» TASK INSTRUCTIONS:
Find every line in the records below that holds the word "MemoryAuthStore" and copy it.

[Source data]
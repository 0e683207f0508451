//! Integration tests for `AuthOrchestrator`
//!
//! Drives complete sign-in flows through the service surface, once against a
//! wiremock identity provider over SQLite and otherwise against the scripted
//! mock provider over in-memory storage.

#![cfg(feature = "test-utils")]

use std::sync::Arc;

use chrono::Utc;
use serde_json::json;
use tempfile::TempDir;
use tokenward_common::auth::{
    derive_code_challenge, AuthError, AuthErrorKind, AuthFlowStage, OAuthConfig,
};
use tokenward_common::crypto::EncryptionKey;
use tokenward_common::storage::MemoryAuthStore;
use tokenward_common::testing::MockIdentityProvider;
use tokenward_infra::{AuthOrchestrator, AuthSettings, HealthStatus};
use url::Url;
use wiremock::matchers::{header, method, path};
use wiremock::{Mock, MockServer, ResponseTemplate};

const REDIRECT: &str = "https://app.example.com/callback";

fn settings(key: &EncryptionKey) -> AuthSettings {
    AuthSettings::new(OAuthConfig::for_domain("mock", "idp.mock", "client-1"), REDIRECT, &key.to_base64())
}

fn mock_service() -> (Arc<MemoryAuthStore>, Arc<MockIdentityProvider>, AuthOrchestrator) {
    let key = EncryptionKey::generate();
    let repo = Arc::new(MemoryAuthStore::new());
    let provider = Arc::new(MockIdentityProvider::new("mock"));
    let service = AuthOrchestrator::new(provider.clone(), repo.clone(), &key, &settings(&key))
        .expect("service should assemble");
    (repo, provider, service)
}

fn query_param(url: &str, name: &str) -> String {
    Url::parse(url)
        .expect("authorization URL should parse")
        .query_pairs()
        .find(|(k, _)| k == name)
        .map(|(_, v)| v.into_owned())
        .unwrap_or_else(|| panic!("missing query parameter {name}"))
}

async fn sign_in(service: &AuthOrchestrator, code: &str) -> String {
    let request = service.initiate_auth(REDIRECT).await.unwrap();
    let outcome = service.handle_callback(code, &request.state, REDIRECT).await.unwrap();
    outcome.profile.id
}

/// Validates a full sign-in against a real HTTP provider.
///
/// # Test Steps
/// 1. Build the service from settings with a SQLite file and wiremock endpoints
/// 2. Start sign-in and read the state and PKCE challenge from the URL
/// 3. Complete the callback and check the verifier sent to the token endpoint
/// 4. Read the stored tokens back through `get_valid_tokens`
#[tokio::test(flavor = "multi_thread")]
async fn test_full_login_with_http_provider() {
    let server = MockServer::start().await;
    Mock::given(method("POST"))
        .and(path("/oauth/token"))
        .respond_with(ResponseTemplate::new(200).set_body_json(json!({
            "access_token": "at-1",
            "refresh_token": "rt-1",
            "token_type": "Bearer",
            "expires_in": 3600,
            "scope": "openid profile email"
        })))
        .expect(1)
        .mount(&server)
        .await;
    Mock::given(method("GET"))
        .and(path("/userinfo"))
        .and(header("authorization", "Bearer at-1"))
        .respond_with(ResponseTemplate::new(200).set_body_json(json!({
            "sub": "user-42",
            "email": "user42@example.com",
            "name": "User Forty-Two"
        })))
        .expect(1)
        .mount(&server)
        .await;

    let temp_dir = TempDir::new().unwrap();
    let key = EncryptionKey::generate();
    let base = server.uri();
    let mut settings = settings(&key);
    settings.provider = OAuthConfig {
        provider: "wiremock".into(),
        client_id: "client-1".into(),
        client_secret: None,
        authorization_endpoint: format!("{base}/authorize"),
        token_endpoint: format!("{base}/oauth/token"),
        userinfo_endpoint: format!("{base}/userinfo"),
        revocation_endpoint: None,
        scopes: vec!["openid".into(), "profile".into(), "email".into()],
    };
    settings.database_path = Some(temp_dir.path().join("tokens.db"));

    let service = AuthOrchestrator::from_settings(&settings).expect("service should build");
    let request = service.initiate_auth(REDIRECT).await.unwrap();
    assert_eq!(query_param(&request.auth_url, "state"), request.state);
    let challenge = query_param(&request.auth_url, "code_challenge");

    let outcome = service.handle_callback("code-1", &request.state, REDIRECT).await.unwrap();
    assert_eq!(outcome.profile.id, "user-42");
    assert_eq!(outcome.tokens.access_token, "at-1");

    let token_request = server
        .received_requests()
        .await
        .unwrap()
        .into_iter()
        .find(|r| r.url.path() == "/oauth/token")
        .expect("token endpoint should be called");
    let verifier = url::form_urlencoded::parse(&token_request.body)
        .find(|(k, _)| k == "code_verifier")
        .map(|(_, v)| v.into_owned())
        .expect("verifier should be sent");
    assert_eq!(derive_code_challenge(&verifier).unwrap(), challenge);

    let record = service.get_valid_tokens("user-42").await.unwrap().unwrap();
    assert_eq!(record.refresh_token.as_deref(), Some("rt-1"));
    assert_eq!(record.provider, "wiremock");
}

/// Validates rejection of forged and replayed callbacks.
///
/// # Test Steps
/// 1. Start sign-in and call back with a modified state
/// 2. Verify `InvalidState` at `CallbackReceived`, no exchange and no tokens
/// 3. Complete the flow, then replay the same callback and verify rejection
#[tokio::test]
async fn test_tampered_state_is_rejected() {
    let (repo, provider, service) = mock_service();
    let request = service.initiate_auth(REDIRECT).await.unwrap();

    let forged = format!("{}x", request.state);
    let err = service.handle_callback("code-1", &forged, REDIRECT).await.unwrap_err();
    assert_eq!(err.kind, AuthErrorKind::InvalidState);
    assert_eq!(err.stage, AuthFlowStage::CallbackReceived);
    assert_eq!(
        err.to_string(),
        "The sign-in attempt expired or was tampered with. Please try again."
    );
    assert_eq!(provider.exchange_calls(), 0);
    assert_eq!(repo.token_count(), 0);

    service.handle_callback("code-1", &request.state, REDIRECT).await.unwrap();
    let replay = service.handle_callback("code-1", &request.state, REDIRECT).await.unwrap_err();
    assert_eq!(replay.kind, AuthErrorKind::InvalidState);
    assert_eq!(provider.exchange_calls(), 1);
}

#[tokio::test]
async fn test_redirect_mismatch_is_rejected() {
    let (repo, provider, service) = mock_service();
    let request = service.initiate_auth(REDIRECT).await.unwrap();

    let err = service
        .handle_callback("code-1", &request.state, "https://evil.example.com/callback")
        .await
        .unwrap_err();
    assert_eq!(err.kind, AuthErrorKind::InvalidState);
    assert_eq!(provider.exchange_calls(), 0);
    assert_eq!(repo.token_count(), 0);
}

/// Validates the dead refresh token scenario.
///
/// # Test Steps
/// 1. Sign in, then age the stored token into the refresh window
/// 2. Make the provider answer `invalid_grant`
/// 3. Verify `get_valid_tokens` reports no session and the row is gone
#[tokio::test]
async fn test_dead_refresh_token_signs_user_out() {
    let (repo, provider, service) = mock_service();
    let principal = sign_in(&service, "code-1").await;

    service
        .manager()
        .store_tokens(
            &principal,
            &MockIdentityProvider::sample_tokens_expiring("stale", Some("rt-dead"), Utc::now()),
        )
        .await
        .unwrap();
    provider.fail_refresh_with(AuthError::invalid_grant("refresh token revoked"));

    assert!(service.get_valid_tokens(&principal).await.unwrap().is_none());
    assert_eq!(provider.last_refresh_token().as_deref(), Some("rt-dead"));
    assert_eq!(repo.token_count(), 0);
}

#[tokio::test]
async fn test_transient_refresh_failure_surfaces_safe_message() {
    let (repo, provider, service) = mock_service();
    let principal = sign_in(&service, "code-1").await;
    provider.fail_refresh_with(AuthError::network("connection reset by peer"));

    let err = service.refresh_user(&principal).await.unwrap_err();
    assert_eq!(err.kind, AuthErrorKind::NetworkError);
    assert!(!err.to_string().contains("connection reset"));
    assert_eq!(repo.token_count(), 1);
}

#[tokio::test]
async fn test_revoke_user_and_revoke_all() {
    let (repo, provider, service) = mock_service();
    provider.set_profile(MockIdentityProvider::sample_profile("alice"));
    let alice = sign_in(&service, "code-a").await;
    provider.set_profile(MockIdentityProvider::sample_profile("bob"));
    sign_in(&service, "code-b").await;
    provider.set_profile(MockIdentityProvider::sample_profile("carol"));
    sign_in(&service, "code-c").await;

    assert!(service.revoke_user(&alice).await.unwrap());
    assert!(!service.revoke_user(&alice).await.unwrap());
    assert_eq!(service.revoke_all("tenant offboarding").await.unwrap(), 2);
    assert_eq!(repo.token_count(), 0);
    assert_eq!(provider.revoke_calls(), 3);
}

/// Validates health reporting across the background lifecycle.
///
/// # Test Steps
/// 1. Check health before starting: degraded
/// 2. Start background work twice: healthy
/// 3. Shut down twice: degraded again, no error
#[tokio::test(flavor = "multi_thread")]
async fn test_health_follows_background_lifecycle() {
    let (_, _, service) = mock_service();

    let report = service.health_check().await;
    assert_eq!(report.status, HealthStatus::Degraded);
    assert!(report.config_valid);
    assert_eq!(report.issues.len(), 2);

    service.start_background().await.unwrap();
    service.start_background().await.unwrap();
    let report = service.health_check().await;
    assert_eq!(report.status, HealthStatus::Healthy);
    assert!(report.refresh_scheduler_running && report.cleanup_scheduler_running);
    assert!(report.issues.is_empty());

    service.shutdown().await.unwrap();
    service.shutdown().await.unwrap();
    assert_eq!(service.health_check().await.status, HealthStatus::Degraded);
}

» RESULT BELOW:
use tokenward_common::storage::MemoryAuthStore;
fn mock_service() -> (Arc<MemoryAuthStore>, Arc<MockIdentityProvider>, AuthOrchestrator) {
    let repo = Arc::new(MemoryAuthStore::new());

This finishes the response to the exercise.